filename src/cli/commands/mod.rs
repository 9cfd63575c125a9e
//! CLI command implementations

pub mod build;
pub mod cache;
pub mod config;
pub mod fetch;
pub mod install;
pub mod routes;
pub mod tags;

pub use build::execute as build;
pub use cache::execute as cache;
pub use config::execute as config;
pub use fetch::execute as fetch;
pub use install::execute as install;
pub use routes::execute as routes;
pub use tags::execute as tags;
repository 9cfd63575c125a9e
//! Command-line interface

pub mod args;
pub mod commands;

pub use args::{Cli, Commands};
//! Manifest emitters
//!
//! Generated files are added under fixed names at the output root. They
//! run after every file-producing plugin so they see the final tree.

use crate::config::{CacheConfig, ManifestConfig, PrecacheConfig};
use crate::error::AssetCacheResult;
use crate::fingerprint::{Artifact, ArtifactOrigin, OutputTree};
use crate::manifest::{
    AssetMap, PrecacheManifest, WebManifest, ASSET_MANIFEST_FILE, PRECACHE_MANIFEST_FILE,
    WEB_MANIFEST_FILE,
};
use crate::pipeline::BuildPlugin;
use tracing::info;

fn generated(contents: Vec<u8>, plugin: &str) -> Artifact {
    Artifact::new(
        contents,
        ArtifactOrigin::Generated {
            plugin: plugin.to_string(),
        },
    )
}

/// Writes `manifest.webmanifest`
#[derive(Debug, Clone)]
pub struct WebManifestEmitter {
    manifest: WebManifest,
}

impl WebManifestEmitter {
    pub fn new(config: &ManifestConfig) -> Self {
        Self {
            manifest: WebManifest::from(config),
        }
    }
}

impl BuildPlugin for WebManifestEmitter {
    fn name(&self) -> &'static str {
        "web-manifest"
    }

    fn apply(&self, tree: &mut OutputTree) -> AssetCacheResult<()> {
        let json = self.manifest.to_json()?;
        tree.insert(WEB_MANIFEST_FILE, generated(json, self.name()), self.name())
    }
}

/// Writes `asset-manifest.json`
#[derive(Debug, Clone, Default)]
pub struct AssetMapEmitter;

impl BuildPlugin for AssetMapEmitter {
    fn name(&self) -> &'static str {
        "asset-map"
    }

    fn apply(&self, tree: &mut OutputTree) -> AssetCacheResult<()> {
        let json = AssetMap::from_tree(tree).to_json()?;
        tree.insert(ASSET_MANIFEST_FILE, generated(json, self.name()), self.name())
    }
}

/// Writes `precache-manifest.json` from a glob over the finished tree
#[derive(Debug, Clone)]
pub struct PrecacheEmitter {
    precache: PrecacheConfig,
    cache: CacheConfig,
}

impl PrecacheEmitter {
    pub fn new(precache: &PrecacheConfig, cache: &CacheConfig) -> Self {
        Self {
            precache: precache.clone(),
            cache: cache.clone(),
        }
    }
}

impl BuildPlugin for PrecacheEmitter {
    fn name(&self) -> &'static str {
        "precache"
    }

    fn apply(&self, tree: &mut OutputTree) -> AssetCacheResult<()> {
        let manifest = PrecacheManifest::generate(tree, &self.precache, &self.cache)?;
        info!(
            "Precache list: {} urls into {}",
            manifest.urls.len(),
            manifest.store_name()
        );
        tree.insert(
            PRECACHE_MANIFEST_FILE,
            generated(manifest.to_json()?, self.name()),
            self.name(),
        )
    }
}
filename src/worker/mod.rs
//! Offline cache worker
//!
//! Installs a build's precache list into a versioned cache store, reclaims
//! earlier versions on activation, and answers requests cache-first.

pub mod controller;
pub mod fetch;
pub mod host;
pub mod store;

pub use controller::{CacheController, FetchOutcome, InstallReport, ResponseSource, WorkerContext};
pub use fetch::{DirFetcher, Fetcher, HttpFetcher, Request, Response};
pub use host::{EventOutcome, LifecycleEvent, WorkerHandle, WorkerHost, WorkerState};
pub use store::{
    format_bytes, validate_store_name, CacheStorage, DiskStorage, MemoryStorage, PrecacheBatch,
    StoreInfo,
};

use crate::config::{Config, ConfigManager};
use crate::error::{AssetCacheError, AssetCacheResult};
use crate::manifest::{PrecacheManifest, PRECACHE_MANIFEST_FILE};
use std::path::Path;
use std::sync::Arc;
use std::time::Duration;
use url::Url;

/// Absolute scope URL from the configured origin and scope path
pub fn scope_url(config: &Config) -> AssetCacheResult<Url> {
    let invalid = |url: &str, e: url::ParseError| AssetCacheError::InvalidUrl {
        url: url.to_string(),
        reason: e.to_string(),
    };

    let origin = Url::parse(&config.worker.origin).map_err(|e| invalid(&config.worker.origin, e))?;
    // A scope without a trailing slash would resolve siblings one level up
    let scope = if config.worker.scope.ends_with('/') {
        config.worker.scope.clone()
    } else {
        format!("{}/", config.worker.scope)
    };
    origin.join(&scope).map_err(|e| invalid(&scope, e))
}

/// Disk storage at the configured or default location
pub fn open_storage(config: &Config, root: &Path) -> DiskStorage {
    let dir = match config.worker.storage_dir {
        Some(ref dir) => root.join(dir),
        None => ConfigManager::caches_dir(),
    };
    DiskStorage::new(dir)
}

/// The fetcher a configuration asks for.
///
/// `offline_dir` (from the flag or config) serves from a local directory,
/// otherwise requests go to the origin over HTTP.
pub fn create_fetcher(config: &Config, root: &Path, offline_dir: Option<&Path>) -> Arc<dyn Fetcher> {
    match offline_dir.or(config.worker.offline_dir.as_deref()) {
        Some(dir) => Arc::new(DirFetcher::new(root.join(dir))),
        None => Arc::new(HttpFetcher::new(Duration::from_secs(config.worker.timeout_secs))),
    }
}

/// Build a worker context from the last build's precache manifest
pub async fn context_from_config(
    config: &Config,
    root: &Path,
    offline_dir: Option<&Path>,
) -> AssetCacheResult<WorkerContext> {
    let manifest_path = root.join(&config.build.out_dir).join(PRECACHE_MANIFEST_FILE);
    let manifest = PrecacheManifest::load(&manifest_path).await?;

    Ok(WorkerContext {
        storage: Arc::new(open_storage(config, root)),
        fetcher: create_fetcher(config, root, offline_dir),
        manifest,
        scope: scope_url(config)?,
    })
}
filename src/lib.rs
//! assetcache - versioned asset builds with an offline cache worker
//!
//! Fingerprints a web app's assets, generates the precache list for the
//! build, and installs it into a versioned cache store that answers
//! requests cache-first.

pub mod bootstrap;
pub mod cli;
pub mod config;
pub mod devproxy;
pub mod error;
pub mod fingerprint;
pub mod manifest;
pub mod pipeline;
pub mod ui;
pub mod worker;

pub use error::{AssetCacheError, AssetCacheResult};
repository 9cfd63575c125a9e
//! PWA manifest
//!
//! Describes the installable app to the browser's install prompt. The
//! worker itself never reads it.

use crate::config::{IconConfig, ManifestConfig};
use crate::error::AssetCacheResult;
use serde::{Deserialize, Serialize};

/// File name of the generated web manifest
pub const WEB_MANIFEST_FILE: &str = "manifest.webmanifest";

/// Web app manifest document
#[derive(Debug, Clone, PartialEq, Eq, Serialize, Deserialize)]
pub struct WebManifest {
    pub name: String,
    pub short_name: String,
    #[serde(default, skip_serializing_if = "String::is_empty")]
    pub description: String,
    pub theme_color: String,
    pub background_color: String,
    pub start_url: String,
    pub display: String,
    #[serde(default)]
    pub icons: Vec<IconConfig>,
}

impl From<&ManifestConfig> for WebManifest {
    fn from(config: &ManifestConfig) -> Self {
        Self {
            name: config.name.clone(),
            short_name: config.short_name.clone(),
            description: config.description.clone(),
            theme_color: config.theme_color.clone(),
            background_color: config.background_color.clone(),
            start_url: config.start_url.clone(),
            display: config.display.clone(),
            icons: config.icons.clone(),
        }
    }
}

impl WebManifest {
    /// Serialize as pretty JSON
    pub fn to_json(&self) -> AssetCacheResult<Vec<u8>> {
        Ok(serde_json::to_vec_pretty(self)?)
    }
}
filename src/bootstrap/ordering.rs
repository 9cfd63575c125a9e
//! Stable ordering for dynamically populated lists
//!
//! Items keep their relative order when keys compare equal, and the sort is
//! applied only when asked for, after a batch of insertions.

/// Sort items lexicographically by an opaque string key
pub fn reorder_by_key<T, F>(items: &mut [T], key: F)
where
    F: Fn(&T) -> &str,
{
    items.sort_by(|a, b| key(a).cmp(key(b)));
}

/// Sort identifiers lexicographically
pub fn sort_by_id(ids: &mut [String]) {
    reorder_by_key(ids, |id| id.as_str());
}

/// Whether the items are already in key order
pub fn is_ordered<T, F>(items: &[T], key: F) -> bool
where
    F: Fn(&T) -> &str,
{
    items.windows(2).all(|pair| key(&pair[0]) <= key(&pair[1]))
}

#[cfg(test)]
mod tests {
    use super::*;

    #[derive(Debug, PartialEq)]
    struct Row {
        id: &'static str,
        label: &'static str,
    }

    #[test]
    fn sorts_by_id() {
        let mut ids = vec!["web".to_string(), "api".to_string(), "db".to_string()];
        sort_by_id(&mut ids);
        assert_eq!(ids, vec!["api", "db", "web"]);
    }

    #[test]
    fn equal_keys_keep_insertion_order() {
        let mut rows = vec![
            Row { id: "b", label: "first" },
            Row { id: "a", label: "only" },
            Row { id: "b", label: "second" },
        ];
        reorder_by_key(&mut rows, |r| r.id);

        let labels: Vec<_> = rows.iter().map(|r| r.label).collect();
        assert_eq!(labels, vec!["only", "first", "second"]);
    }

    #[test]
    fn ordering_is_byte_lexicographic() {
        let mut ids = vec!["b".to_string(), "B".to_string(), "a10".to_string(), "a9".to_string()];
        sort_by_id(&mut ids);
        assert_eq!(ids, vec!["B", "a10", "a9", "b"]);
    }

    #[test]
    fn reapplying_is_idempotent() {
        let mut rows = vec![Row { id: "z", label: "" }, Row { id: "m", label: "" }];
        assert!(!is_ordered(&rows, |r| r.id));
        reorder_by_key(&mut rows, |r| r.id);
        assert!(is_ordered(&rows, |r| r.id));
        reorder_by_key(&mut rows, |r| r.id);
        assert_eq!(rows[0].id, "m");
    }
}
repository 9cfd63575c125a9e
//! cliclack theme

use cliclack::ThemeState;
use console::Style;

/// Magenta bars, green on submit
#[derive(Debug, Clone, Default)]
pub struct AssetCacheTheme;

impl cliclack::Theme for AssetCacheTheme {
    fn bar_color(&self, state: &ThemeState) -> Style {
        match state {
            ThemeState::Active => Style::new().magenta(),
            ThemeState::Error(_) => Style::new().red(),
            ThemeState::Cancel => Style::new().dim(),
            ThemeState::Submit => Style::new().magenta().dim(),
        }
    }

    fn state_symbol_color(&self, state: &ThemeState) -> Style {
        match state {
            ThemeState::Active => Style::new().magenta(),
            ThemeState::Error(_) => Style::new().red(),
            ThemeState::Cancel => Style::new().dim(),
            ThemeState::Submit => Style::new().green(),
        }
    }
}

/// Install the theme for every later prompt and spinner
pub fn init_theme() {
    cliclack::set_theme(AssetCacheTheme);
}
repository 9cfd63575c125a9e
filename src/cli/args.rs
//! CLI argument definitions using clap derive

use crate::bootstrap::BuildMode;
use crate::fingerprint::NamingTemplate;
use clap::{ArgAction, Parser, Subcommand, ValueEnum};
use std::path::PathBuf;

/// assetcache - versioned asset builds with an offline cache worker
///
/// Fingerprints web assets, generates the precache list, and installs it
/// into a versioned cache store that serves requests cache-first.
#[derive(Parser, Debug)]
#[command(name = "assetcache")]
#[command(author, version, about, long_about = None)]
#[command(propagate_version = true)]
pub struct Cli {
    /// Subcommand to execute
    #[command(subcommand)]
    pub command: Commands,

    /// Increase verbosity (-v info, -vv debug)
    #[arg(short, long, global = true, action = ArgAction::Count)]
    pub verbose: u8,

    /// Configuration file path
    #[arg(short, long, global = true, env = "ASSETCACHE_CONFIG")]
    pub config: Option<PathBuf>,

    /// Project directory relative paths resolve against
    /// (defaults to the config file's directory)
    #[arg(long, global = true)]
    pub root: Option<PathBuf>,
}

/// Available commands
#[derive(Subcommand, Debug)]
pub enum Commands {
    /// Fingerprint assets and write the output tree
    Build(BuildArgs),

    /// Register the worker and install the precache list
    Install(InstallArgs),

    /// Request URLs the way a page would, through the worker
    Fetch(FetchArgs),

    /// Manage cache stores
    Cache(CacheArgs),

    /// Show or initialize configuration
    Config(ConfigArgs),

    /// Show dev server proxy routes
    Routes(RoutesArgs),

    /// Print layout script and style tags
    Tags(TagsArgs),
}

/// Arguments for the build command
#[derive(Parser, Debug)]
pub struct BuildArgs {
    /// Output naming template (overrides build.naming)
    #[arg(short, long)]
    pub naming: Option<NamingTemplate>,

    /// Output directory (overrides build.out_dir)
    #[arg(short, long)]
    pub out: Option<PathBuf>,

    /// Keep existing files in the output directory
    #[arg(long)]
    pub no_clean: bool,
}

/// Arguments for the install command
#[derive(Parser, Debug)]
pub struct InstallArgs {
    /// Serve precache requests from a directory instead of worker.origin
    #[arg(long)]
    pub from_dir: Option<PathBuf>,
}

/// Arguments for the fetch command
#[derive(Parser, Debug)]
pub struct FetchArgs {
    /// URLs to request, absolute or relative to the worker scope
    #[arg(required = true)]
    pub urls: Vec<String>,

    /// Serve network requests from a directory instead of worker.origin
    #[arg(long)]
    pub from_dir: Option<PathBuf>,

    /// Skip worker registration (requests go straight to the network)
    #[arg(long)]
    pub no_worker: bool,

    /// Write response bodies to stdout instead of a summary
    #[arg(long)]
    pub body: bool,
}

/// Arguments for the config command
#[derive(Parser, Debug)]
pub struct ConfigArgs {
    /// Subcommand for config
    #[command(subcommand)]
    pub action: Option<ConfigAction>,
}

/// Config subcommands
#[derive(Subcommand, Debug)]
pub enum ConfigAction {
    /// Show current configuration
    Show,

    /// Show configuration file path
    Path,

    /// Initialize default configuration
    Init {
        /// Overwrite existing configuration
        #[arg(short, long)]
        force: bool,
    },
}

/// Output format for list commands
#[derive(Debug, Clone, Copy, ValueEnum)]
pub enum OutputFormat {
    /// Human-readable table
    Table,
    /// JSON output
    Json,
    /// Simple text (one per line)
    Plain,
}

/// Arguments for the cache command
#[derive(Parser, Debug)]
pub struct CacheArgs {
    /// Subcommand for cache
    #[command(subcommand)]
    pub action: CacheAction,
}

/// Cache subcommands
#[derive(Subcommand, Debug)]
pub enum CacheAction {
    /// List cache stores
    List {
        /// Output format
        #[arg(short, long, default_value = "table")]
        format: OutputFormat,
    },

    /// Remove stores left behind by earlier builds
    Gc {
        /// Dry run - show what would be removed
        #[arg(long)]
        dry_run: bool,
    },

    /// Remove every cache store
    Clear {
        /// Skip confirmation prompt
        #[arg(short, long)]
        yes: bool,
    },
}

/// Arguments for the routes command
#[derive(Parser, Debug)]
pub struct RoutesArgs {
    /// Show where a single request path is forwarded
    pub path: Option<String>,
}

/// Arguments for the tags command
#[derive(Parser, Debug)]
pub struct TagsArgs {
    /// Asset source the tags point at
    #[arg(short, long, default_value = "prod")]
    pub mode: BuildMode,

    /// Also print the worker registration script
    #[arg(long)]
    pub register: bool,
}

#[cfg(test)]
mod tests {
    use super::*;

    #[test]
    fn cli_parses_build() {
        let cli = Cli::parse_from(["assetcache", "build", "--naming", "hashed", "--no-clean"]);
        match cli.command {
            Commands::Build(args) => {
                assert_eq!(args.naming, Some(NamingTemplate::Hashed));
                assert!(args.no_clean);
                assert!(args.out.is_none());
            }
            _ => panic!("expected Build command"),
        }
    }

    #[test]
    fn cli_parses_fetch() {
        let cli = Cli::parse_from(["assetcache", "fetch", "/index.css", "/index.js", "--no-worker"]);
        match cli.command {
            Commands::Fetch(args) => {
                assert_eq!(args.urls, vec!["/index.css", "/index.js"]);
                assert!(args.no_worker);
            }
            _ => panic!("expected Fetch command"),
        }
    }

    #[test]
    fn fetch_requires_urls() {
        assert!(Cli::try_parse_from(["assetcache", "fetch"]).is_err());
    }

    #[test]
    fn cli_parses_cache_gc() {
        let cli = Cli::parse_from(["assetcache", "cache", "gc", "--dry-run"]);
        match cli.command {
            Commands::Cache(args) => {
                assert!(matches!(args.action, CacheAction::Gc { dry_run: true }));
            }
            _ => panic!("expected Cache command"),
        }
    }

    #[test]
    fn cli_parses_tags_mode() {
        let cli = Cli::parse_from(["assetcache", "tags", "--mode", "dev", "--register"]);
        match cli.command {
            Commands::Tags(args) => {
                assert_eq!(args.mode, BuildMode::Dev);
                assert!(args.register);
            }
            _ => panic!("expected Tags command"),
        }
    }

    #[test]
    fn global_flags_after_subcommand() {
        let cli = Cli::parse_from(["assetcache", "routes", "-vv", "-c", "site/assetcache.toml"]);
        assert_eq!(cli.verbose, 2);
        assert_eq!(cli.config, Some(PathBuf::from("site/assetcache.toml")));
    }
}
┄┄┄┄┄┄┄┄┄┄
● YOUR TASK
Which of the lines in the listing above include "existing"? Report each of them.

● ANSWER SECTION
    /// Keep existing files in the output directory
        /// Overwrite existing configuration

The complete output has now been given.